RECORDS FOR THIS EXERCISE
= = = = = = =

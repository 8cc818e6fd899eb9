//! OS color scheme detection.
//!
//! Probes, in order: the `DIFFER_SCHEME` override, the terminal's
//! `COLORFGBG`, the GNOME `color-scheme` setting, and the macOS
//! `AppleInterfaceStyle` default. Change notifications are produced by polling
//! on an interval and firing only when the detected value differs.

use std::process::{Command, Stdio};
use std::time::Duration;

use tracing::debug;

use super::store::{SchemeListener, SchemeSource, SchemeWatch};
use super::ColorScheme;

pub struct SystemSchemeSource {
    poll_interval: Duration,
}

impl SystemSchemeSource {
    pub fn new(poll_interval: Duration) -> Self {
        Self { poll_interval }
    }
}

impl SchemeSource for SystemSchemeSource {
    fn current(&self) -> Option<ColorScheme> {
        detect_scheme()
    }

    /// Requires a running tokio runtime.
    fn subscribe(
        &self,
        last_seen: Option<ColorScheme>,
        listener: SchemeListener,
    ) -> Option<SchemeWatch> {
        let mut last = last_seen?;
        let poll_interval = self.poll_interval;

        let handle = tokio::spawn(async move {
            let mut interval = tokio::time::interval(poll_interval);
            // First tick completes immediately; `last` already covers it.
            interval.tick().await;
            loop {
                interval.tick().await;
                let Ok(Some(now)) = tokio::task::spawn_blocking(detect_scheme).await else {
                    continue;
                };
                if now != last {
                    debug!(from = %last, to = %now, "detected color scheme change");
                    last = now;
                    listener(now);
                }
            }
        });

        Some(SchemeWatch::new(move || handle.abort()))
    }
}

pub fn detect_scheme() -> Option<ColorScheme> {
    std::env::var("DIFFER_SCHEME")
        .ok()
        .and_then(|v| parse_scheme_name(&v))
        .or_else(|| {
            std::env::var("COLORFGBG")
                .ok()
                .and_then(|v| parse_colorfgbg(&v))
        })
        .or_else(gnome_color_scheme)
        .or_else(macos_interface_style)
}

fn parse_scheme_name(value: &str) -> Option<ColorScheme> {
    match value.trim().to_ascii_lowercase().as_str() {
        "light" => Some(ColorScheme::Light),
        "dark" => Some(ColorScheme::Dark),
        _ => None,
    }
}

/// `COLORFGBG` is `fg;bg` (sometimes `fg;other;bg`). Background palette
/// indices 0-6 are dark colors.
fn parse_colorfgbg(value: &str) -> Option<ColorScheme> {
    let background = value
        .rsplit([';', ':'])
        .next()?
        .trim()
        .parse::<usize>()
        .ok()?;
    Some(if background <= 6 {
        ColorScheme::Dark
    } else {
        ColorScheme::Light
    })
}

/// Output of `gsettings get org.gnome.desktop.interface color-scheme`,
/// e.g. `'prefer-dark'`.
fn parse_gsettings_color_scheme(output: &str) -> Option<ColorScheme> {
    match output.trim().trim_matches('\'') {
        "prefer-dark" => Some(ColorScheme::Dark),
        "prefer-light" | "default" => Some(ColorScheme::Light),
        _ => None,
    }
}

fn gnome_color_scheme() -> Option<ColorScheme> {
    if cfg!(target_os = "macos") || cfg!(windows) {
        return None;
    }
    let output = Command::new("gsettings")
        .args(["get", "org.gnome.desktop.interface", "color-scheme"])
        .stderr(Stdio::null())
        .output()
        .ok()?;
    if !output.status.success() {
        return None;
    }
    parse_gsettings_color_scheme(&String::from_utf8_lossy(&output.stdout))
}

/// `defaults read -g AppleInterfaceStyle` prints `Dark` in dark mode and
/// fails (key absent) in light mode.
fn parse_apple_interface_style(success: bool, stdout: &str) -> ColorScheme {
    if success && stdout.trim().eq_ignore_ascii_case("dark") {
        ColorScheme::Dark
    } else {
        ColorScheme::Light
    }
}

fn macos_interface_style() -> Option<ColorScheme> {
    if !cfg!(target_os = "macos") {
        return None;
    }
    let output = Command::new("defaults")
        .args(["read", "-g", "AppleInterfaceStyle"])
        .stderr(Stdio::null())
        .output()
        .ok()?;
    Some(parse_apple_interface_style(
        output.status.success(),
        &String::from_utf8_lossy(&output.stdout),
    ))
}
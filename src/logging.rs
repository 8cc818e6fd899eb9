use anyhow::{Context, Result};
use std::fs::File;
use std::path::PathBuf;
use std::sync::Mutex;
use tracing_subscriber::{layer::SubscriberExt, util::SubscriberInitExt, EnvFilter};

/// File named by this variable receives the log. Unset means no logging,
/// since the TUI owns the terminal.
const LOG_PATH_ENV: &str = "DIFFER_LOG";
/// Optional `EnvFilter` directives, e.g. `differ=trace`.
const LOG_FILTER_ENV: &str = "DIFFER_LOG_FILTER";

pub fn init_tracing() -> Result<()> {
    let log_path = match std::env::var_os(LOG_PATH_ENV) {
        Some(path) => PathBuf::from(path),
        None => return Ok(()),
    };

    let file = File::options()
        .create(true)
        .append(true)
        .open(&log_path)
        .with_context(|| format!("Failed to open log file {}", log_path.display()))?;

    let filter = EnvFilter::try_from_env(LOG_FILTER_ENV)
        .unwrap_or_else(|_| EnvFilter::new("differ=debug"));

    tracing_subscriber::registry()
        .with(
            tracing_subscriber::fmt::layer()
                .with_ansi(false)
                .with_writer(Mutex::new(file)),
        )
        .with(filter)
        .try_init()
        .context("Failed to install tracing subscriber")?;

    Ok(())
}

= = = = = = =

INSTRUCTIONS FOR THE TASK
For the data shown above, give the number of lines where the word "Command" appears, and nothing else.

EXERCISE RESPONSE
3